_Task instructions:_ Retype, exactly as they appear below, the lines between the line holding "its value (dependencies)" and the line holding "pub fn new(subject: impl", both ends included.

START Source data

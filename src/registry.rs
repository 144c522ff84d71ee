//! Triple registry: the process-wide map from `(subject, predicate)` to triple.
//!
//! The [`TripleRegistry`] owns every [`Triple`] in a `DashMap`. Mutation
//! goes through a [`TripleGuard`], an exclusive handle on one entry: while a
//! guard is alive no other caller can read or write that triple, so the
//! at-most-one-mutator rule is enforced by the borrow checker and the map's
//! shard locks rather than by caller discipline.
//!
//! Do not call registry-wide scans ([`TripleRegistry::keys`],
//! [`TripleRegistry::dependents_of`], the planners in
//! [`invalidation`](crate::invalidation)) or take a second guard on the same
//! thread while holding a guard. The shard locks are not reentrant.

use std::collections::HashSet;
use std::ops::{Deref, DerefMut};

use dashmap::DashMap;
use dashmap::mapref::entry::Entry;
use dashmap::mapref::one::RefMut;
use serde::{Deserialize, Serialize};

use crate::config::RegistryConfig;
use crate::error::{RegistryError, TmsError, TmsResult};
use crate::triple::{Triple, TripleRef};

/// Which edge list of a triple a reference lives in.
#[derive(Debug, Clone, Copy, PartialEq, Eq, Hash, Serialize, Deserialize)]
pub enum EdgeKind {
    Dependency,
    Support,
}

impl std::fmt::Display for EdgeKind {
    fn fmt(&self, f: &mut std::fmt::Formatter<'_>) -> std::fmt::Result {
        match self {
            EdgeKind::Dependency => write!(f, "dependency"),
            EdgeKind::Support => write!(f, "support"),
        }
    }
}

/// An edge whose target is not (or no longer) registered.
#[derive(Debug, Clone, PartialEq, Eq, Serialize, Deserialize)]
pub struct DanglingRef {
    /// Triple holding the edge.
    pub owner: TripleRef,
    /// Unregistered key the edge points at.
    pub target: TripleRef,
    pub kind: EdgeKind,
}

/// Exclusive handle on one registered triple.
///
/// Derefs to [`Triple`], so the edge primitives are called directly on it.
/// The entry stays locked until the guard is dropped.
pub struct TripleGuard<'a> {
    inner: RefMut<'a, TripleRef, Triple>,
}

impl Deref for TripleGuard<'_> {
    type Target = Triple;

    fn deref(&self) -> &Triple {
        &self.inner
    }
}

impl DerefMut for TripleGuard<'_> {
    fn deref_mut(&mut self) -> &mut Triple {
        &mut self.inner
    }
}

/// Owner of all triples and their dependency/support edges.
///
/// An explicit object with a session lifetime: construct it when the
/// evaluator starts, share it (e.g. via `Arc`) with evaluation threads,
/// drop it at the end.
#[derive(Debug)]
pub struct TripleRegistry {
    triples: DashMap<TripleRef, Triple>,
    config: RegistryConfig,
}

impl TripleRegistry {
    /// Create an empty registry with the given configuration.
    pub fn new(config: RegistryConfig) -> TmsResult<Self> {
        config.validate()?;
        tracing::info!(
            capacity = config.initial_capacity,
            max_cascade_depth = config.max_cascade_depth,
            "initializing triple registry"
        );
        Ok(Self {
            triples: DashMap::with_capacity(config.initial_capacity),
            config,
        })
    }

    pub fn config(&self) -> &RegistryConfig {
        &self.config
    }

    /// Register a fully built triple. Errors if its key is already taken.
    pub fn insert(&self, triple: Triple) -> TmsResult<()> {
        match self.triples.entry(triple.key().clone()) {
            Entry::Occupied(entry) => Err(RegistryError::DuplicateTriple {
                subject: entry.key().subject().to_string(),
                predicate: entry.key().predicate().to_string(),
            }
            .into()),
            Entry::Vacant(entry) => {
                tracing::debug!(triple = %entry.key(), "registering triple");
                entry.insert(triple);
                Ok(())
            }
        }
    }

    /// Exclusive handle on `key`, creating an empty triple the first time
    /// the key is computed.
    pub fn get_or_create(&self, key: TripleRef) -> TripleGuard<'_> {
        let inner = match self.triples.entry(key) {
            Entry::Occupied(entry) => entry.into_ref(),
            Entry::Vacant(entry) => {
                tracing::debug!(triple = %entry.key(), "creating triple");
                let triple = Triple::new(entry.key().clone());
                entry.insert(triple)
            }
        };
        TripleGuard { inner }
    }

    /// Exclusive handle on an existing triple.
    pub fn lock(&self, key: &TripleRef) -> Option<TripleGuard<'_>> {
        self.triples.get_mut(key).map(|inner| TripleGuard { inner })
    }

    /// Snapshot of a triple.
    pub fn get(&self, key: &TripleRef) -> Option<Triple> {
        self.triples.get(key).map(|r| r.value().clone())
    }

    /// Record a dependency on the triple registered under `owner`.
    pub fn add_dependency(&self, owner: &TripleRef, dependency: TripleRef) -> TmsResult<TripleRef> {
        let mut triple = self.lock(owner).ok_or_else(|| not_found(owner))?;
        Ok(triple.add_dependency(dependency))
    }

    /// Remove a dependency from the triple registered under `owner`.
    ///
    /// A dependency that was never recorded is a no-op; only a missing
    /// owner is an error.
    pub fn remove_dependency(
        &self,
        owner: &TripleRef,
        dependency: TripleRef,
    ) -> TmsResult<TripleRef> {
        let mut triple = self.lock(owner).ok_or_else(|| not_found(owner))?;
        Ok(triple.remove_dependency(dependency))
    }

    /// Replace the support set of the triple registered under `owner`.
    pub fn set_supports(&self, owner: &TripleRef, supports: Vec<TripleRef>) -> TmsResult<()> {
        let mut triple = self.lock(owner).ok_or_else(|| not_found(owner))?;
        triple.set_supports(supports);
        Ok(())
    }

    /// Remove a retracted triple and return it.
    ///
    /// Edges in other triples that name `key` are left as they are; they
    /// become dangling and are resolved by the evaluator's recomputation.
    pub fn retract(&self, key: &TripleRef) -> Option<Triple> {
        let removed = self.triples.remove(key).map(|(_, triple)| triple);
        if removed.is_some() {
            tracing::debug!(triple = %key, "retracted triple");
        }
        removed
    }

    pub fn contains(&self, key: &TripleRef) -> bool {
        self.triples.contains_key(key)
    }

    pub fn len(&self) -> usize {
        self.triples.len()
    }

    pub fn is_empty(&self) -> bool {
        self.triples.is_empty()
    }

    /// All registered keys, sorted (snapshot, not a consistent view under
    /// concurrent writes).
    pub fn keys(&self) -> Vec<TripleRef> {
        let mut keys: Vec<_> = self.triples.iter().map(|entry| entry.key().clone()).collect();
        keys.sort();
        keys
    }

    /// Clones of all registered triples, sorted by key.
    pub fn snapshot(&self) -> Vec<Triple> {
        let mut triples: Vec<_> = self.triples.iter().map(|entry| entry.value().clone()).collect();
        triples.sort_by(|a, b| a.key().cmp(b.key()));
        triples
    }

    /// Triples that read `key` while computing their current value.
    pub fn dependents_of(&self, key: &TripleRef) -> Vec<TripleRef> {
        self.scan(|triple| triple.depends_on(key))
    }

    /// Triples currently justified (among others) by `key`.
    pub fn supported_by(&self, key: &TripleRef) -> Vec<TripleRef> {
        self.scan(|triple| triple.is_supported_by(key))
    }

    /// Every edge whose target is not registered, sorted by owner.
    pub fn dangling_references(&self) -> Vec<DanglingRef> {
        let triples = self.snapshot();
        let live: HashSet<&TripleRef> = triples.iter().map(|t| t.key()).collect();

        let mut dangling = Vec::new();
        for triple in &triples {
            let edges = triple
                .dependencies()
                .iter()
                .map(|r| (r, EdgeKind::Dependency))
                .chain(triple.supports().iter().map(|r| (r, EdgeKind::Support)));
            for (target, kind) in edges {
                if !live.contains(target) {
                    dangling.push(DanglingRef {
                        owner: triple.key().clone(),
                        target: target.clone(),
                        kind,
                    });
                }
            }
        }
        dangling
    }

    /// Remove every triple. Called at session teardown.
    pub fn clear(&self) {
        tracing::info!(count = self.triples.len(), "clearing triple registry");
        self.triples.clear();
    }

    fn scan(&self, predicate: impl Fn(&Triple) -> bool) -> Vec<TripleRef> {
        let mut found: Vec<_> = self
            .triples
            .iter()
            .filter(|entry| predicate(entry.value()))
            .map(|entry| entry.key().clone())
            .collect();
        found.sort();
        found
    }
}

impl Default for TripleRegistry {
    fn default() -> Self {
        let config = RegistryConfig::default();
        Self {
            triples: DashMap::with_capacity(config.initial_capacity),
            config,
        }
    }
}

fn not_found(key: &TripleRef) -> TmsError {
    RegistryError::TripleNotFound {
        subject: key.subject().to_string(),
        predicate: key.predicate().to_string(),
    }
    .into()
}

END Source data
START Source data

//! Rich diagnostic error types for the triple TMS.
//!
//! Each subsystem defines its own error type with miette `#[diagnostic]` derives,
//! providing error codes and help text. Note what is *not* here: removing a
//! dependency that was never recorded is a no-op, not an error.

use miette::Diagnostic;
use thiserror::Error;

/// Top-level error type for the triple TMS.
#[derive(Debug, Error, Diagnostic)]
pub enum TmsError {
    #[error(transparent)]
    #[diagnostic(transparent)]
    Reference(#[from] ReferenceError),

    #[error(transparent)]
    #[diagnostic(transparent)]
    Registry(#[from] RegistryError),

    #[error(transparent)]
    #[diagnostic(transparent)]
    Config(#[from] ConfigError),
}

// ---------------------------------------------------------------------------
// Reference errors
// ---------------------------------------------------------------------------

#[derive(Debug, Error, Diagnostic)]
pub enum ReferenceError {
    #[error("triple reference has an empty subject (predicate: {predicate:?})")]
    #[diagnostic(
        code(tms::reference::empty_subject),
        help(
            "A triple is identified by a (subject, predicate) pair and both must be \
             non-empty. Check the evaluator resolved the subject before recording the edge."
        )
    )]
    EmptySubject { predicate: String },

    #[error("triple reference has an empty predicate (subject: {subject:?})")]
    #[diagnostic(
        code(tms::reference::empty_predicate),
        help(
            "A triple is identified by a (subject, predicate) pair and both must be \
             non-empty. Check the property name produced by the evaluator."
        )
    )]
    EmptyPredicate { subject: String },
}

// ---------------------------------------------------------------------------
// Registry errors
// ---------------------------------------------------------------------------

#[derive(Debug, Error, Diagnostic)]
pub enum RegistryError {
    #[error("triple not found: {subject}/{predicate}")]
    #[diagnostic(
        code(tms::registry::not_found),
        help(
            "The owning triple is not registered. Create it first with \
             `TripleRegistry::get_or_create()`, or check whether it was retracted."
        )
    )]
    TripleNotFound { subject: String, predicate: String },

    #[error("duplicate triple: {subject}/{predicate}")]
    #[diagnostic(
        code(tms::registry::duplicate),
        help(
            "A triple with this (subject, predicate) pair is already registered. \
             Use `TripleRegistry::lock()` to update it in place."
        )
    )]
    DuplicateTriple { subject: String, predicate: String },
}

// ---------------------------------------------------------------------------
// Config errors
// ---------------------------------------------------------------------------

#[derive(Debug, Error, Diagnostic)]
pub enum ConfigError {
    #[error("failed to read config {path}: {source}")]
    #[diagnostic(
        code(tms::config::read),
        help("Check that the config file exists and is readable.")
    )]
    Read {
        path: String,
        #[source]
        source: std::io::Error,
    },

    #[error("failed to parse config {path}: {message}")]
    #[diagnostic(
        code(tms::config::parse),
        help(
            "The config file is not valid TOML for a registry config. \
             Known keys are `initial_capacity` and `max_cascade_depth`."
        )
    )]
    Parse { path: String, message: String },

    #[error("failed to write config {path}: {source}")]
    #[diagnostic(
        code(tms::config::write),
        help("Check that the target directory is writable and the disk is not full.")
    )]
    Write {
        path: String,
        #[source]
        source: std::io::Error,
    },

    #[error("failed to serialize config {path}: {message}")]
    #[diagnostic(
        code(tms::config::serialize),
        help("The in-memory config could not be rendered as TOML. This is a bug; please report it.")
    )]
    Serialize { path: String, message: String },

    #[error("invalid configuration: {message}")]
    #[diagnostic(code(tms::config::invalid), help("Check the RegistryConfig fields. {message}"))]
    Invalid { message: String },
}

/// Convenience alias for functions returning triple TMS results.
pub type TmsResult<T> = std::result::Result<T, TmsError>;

END Source data
START Source data

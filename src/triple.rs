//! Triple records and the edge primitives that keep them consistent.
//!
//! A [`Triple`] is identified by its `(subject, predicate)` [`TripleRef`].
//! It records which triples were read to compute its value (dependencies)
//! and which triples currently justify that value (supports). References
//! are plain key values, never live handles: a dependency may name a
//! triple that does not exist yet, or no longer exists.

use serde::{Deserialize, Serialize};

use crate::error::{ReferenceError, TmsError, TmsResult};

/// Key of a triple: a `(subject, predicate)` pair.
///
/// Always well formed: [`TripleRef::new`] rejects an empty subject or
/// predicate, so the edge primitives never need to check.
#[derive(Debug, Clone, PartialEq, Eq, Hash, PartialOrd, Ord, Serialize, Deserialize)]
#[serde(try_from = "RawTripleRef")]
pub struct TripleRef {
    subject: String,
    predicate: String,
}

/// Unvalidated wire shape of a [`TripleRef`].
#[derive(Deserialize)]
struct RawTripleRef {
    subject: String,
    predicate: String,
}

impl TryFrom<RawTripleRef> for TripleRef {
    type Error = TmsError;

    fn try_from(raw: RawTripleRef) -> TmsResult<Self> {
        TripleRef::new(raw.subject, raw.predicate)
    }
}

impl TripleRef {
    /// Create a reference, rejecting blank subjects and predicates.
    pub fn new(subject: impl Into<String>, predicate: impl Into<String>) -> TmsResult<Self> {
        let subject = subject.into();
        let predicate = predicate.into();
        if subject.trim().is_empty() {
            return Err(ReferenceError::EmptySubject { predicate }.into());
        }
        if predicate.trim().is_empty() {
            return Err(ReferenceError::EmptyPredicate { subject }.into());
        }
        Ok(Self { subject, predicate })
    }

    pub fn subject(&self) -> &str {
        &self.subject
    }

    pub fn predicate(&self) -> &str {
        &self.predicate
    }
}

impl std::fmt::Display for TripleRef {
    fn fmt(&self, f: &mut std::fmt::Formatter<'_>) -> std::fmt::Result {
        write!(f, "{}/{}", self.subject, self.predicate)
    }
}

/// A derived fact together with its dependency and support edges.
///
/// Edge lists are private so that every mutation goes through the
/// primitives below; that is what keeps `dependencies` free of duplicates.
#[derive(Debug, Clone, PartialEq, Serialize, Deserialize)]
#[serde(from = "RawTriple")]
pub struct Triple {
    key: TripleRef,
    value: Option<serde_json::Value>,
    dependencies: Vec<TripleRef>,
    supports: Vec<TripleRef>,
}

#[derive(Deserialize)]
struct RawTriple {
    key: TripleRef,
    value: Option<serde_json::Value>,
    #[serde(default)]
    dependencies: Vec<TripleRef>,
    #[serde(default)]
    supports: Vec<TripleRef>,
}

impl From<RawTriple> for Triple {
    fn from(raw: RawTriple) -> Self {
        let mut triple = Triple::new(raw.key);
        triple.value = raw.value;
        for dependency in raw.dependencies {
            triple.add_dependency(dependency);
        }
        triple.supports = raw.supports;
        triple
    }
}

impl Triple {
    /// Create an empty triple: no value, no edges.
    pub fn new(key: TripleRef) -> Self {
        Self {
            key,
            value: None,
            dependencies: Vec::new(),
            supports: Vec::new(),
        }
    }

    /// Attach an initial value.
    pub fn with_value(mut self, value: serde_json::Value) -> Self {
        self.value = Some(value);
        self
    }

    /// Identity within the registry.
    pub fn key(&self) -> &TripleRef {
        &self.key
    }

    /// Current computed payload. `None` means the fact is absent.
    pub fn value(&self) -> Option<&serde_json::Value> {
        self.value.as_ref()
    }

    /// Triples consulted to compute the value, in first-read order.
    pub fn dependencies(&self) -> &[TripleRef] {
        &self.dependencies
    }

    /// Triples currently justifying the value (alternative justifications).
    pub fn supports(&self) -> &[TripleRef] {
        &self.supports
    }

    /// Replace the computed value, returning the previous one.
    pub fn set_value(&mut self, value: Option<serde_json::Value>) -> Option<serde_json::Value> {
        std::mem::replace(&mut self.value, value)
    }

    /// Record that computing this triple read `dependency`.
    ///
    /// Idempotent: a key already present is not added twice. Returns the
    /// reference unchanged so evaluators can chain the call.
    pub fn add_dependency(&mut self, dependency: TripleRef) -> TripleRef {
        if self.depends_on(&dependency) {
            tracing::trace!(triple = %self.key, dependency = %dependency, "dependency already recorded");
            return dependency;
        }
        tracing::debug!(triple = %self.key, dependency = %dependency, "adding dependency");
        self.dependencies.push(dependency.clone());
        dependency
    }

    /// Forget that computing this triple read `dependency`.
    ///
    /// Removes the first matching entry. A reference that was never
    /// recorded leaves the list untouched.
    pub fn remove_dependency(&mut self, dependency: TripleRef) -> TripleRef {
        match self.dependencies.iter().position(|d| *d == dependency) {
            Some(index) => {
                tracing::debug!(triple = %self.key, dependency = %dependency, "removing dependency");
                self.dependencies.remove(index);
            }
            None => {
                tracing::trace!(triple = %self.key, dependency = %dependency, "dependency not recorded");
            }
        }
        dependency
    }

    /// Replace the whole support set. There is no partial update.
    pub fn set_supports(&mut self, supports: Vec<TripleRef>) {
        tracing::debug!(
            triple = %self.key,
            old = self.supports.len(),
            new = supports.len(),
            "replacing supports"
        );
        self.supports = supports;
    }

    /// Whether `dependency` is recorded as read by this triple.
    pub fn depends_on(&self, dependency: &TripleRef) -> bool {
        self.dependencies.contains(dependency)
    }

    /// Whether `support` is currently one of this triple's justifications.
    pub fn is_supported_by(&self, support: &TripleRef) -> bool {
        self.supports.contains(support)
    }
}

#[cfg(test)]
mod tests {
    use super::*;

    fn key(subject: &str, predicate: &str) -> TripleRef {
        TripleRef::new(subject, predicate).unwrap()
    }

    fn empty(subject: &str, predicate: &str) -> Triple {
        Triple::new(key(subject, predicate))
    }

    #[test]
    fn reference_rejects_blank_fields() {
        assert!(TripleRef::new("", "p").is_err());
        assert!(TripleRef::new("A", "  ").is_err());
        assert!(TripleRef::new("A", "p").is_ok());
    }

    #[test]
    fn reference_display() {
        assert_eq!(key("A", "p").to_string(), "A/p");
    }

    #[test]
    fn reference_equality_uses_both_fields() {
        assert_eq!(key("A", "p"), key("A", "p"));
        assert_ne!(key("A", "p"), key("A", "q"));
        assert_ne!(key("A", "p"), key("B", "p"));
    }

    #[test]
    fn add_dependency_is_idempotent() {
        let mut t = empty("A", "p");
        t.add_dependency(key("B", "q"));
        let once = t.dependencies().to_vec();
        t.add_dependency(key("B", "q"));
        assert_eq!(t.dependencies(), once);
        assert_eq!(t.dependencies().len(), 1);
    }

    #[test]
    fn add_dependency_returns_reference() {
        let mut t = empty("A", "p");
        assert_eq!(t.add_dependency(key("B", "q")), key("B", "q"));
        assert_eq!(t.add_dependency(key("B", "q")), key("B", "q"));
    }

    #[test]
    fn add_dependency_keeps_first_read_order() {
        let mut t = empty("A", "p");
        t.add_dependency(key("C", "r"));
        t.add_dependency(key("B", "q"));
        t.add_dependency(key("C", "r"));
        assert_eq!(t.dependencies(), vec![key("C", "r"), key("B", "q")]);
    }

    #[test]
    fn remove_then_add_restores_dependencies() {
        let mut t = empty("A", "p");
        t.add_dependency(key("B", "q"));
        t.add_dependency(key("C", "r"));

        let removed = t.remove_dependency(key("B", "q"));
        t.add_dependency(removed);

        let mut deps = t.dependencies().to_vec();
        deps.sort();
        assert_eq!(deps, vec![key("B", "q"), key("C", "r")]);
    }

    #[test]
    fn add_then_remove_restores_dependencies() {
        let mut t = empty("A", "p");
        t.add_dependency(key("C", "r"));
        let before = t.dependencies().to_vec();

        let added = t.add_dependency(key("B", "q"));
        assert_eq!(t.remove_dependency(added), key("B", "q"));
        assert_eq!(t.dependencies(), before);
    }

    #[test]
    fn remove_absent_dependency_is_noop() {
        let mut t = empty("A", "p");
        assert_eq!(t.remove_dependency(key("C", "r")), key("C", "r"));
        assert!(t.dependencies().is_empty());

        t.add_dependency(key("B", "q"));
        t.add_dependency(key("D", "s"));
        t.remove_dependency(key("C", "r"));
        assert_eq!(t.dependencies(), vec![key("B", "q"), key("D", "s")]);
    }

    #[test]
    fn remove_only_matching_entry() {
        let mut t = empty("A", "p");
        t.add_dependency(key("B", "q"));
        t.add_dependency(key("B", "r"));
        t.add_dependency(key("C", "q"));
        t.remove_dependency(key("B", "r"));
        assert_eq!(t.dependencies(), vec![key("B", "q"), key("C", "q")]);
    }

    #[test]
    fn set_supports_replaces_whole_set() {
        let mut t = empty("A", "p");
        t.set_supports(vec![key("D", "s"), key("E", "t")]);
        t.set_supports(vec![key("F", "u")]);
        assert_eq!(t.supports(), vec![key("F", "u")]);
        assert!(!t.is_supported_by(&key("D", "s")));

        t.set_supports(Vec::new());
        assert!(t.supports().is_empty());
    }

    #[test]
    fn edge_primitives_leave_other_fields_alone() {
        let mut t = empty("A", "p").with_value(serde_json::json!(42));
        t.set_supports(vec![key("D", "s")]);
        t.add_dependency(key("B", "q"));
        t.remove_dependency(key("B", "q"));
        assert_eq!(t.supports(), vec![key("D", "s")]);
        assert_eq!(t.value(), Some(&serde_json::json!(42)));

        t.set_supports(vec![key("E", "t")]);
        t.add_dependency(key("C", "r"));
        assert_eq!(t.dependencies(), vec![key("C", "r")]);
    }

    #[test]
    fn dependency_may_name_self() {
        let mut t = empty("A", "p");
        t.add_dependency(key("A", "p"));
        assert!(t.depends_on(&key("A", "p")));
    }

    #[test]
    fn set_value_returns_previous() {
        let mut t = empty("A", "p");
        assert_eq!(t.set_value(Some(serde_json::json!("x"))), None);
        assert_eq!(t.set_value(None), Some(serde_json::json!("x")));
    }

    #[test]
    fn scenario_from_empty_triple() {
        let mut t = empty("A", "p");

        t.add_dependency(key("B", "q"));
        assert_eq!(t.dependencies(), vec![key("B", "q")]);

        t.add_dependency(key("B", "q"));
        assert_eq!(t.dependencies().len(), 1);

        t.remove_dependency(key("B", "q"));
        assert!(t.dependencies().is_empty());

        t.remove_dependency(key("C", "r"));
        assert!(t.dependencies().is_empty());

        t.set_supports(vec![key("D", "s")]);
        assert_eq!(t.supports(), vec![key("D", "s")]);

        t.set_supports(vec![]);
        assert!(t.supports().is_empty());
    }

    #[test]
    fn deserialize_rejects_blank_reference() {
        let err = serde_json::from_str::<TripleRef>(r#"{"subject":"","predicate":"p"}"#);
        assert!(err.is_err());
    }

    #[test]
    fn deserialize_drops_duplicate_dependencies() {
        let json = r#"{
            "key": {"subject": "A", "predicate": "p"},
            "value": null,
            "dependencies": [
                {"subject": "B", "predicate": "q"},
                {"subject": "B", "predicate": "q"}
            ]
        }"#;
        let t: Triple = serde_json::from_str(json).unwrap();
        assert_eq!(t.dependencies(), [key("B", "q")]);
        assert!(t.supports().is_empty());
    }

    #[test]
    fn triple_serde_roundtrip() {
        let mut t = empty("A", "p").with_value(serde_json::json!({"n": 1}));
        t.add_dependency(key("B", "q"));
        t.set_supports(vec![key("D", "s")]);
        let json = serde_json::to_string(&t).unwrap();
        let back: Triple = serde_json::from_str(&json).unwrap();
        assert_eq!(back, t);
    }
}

END Source data

_Output for this exercise:_
//! It records which triples were read to compute its value (dependencies)
//! and which triples currently justify that value (supports). References
//! are plain key values, never live handles: a dependency may name a
//! triple that does not exist yet, or no longer exists.

use serde::{Deserialize, Serialize};

use crate::error::{ReferenceError, TmsError, TmsResult};

/// Key of a triple: a `(subject, predicate)` pair.
///
/// Always well formed: [`TripleRef::new`] rejects an empty subject or
/// predicate, so the edge primitives never need to check.
#[derive(Debug, Clone, PartialEq, Eq, Hash, PartialOrd, Ord, Serialize, Deserialize)]
#[serde(try_from = "RawTripleRef")]
pub struct TripleRef {
    subject: String,
    predicate: String,
}

/// Unvalidated wire shape of a [`TripleRef`].
#[derive(Deserialize)]
struct RawTripleRef {
    subject: String,
    predicate: String,
}

impl TryFrom<RawTripleRef> for TripleRef {
    type Error = TmsError;

    fn try_from(raw: RawTripleRef) -> TmsResult<Self> {
        TripleRef::new(raw.subject, raw.predicate)
    }
}

impl TripleRef {
    /// Create a reference, rejecting blank subjects and predicates.
    pub fn new(subject: impl Into<String>, predicate: impl Into<String>) -> TmsResult<Self> {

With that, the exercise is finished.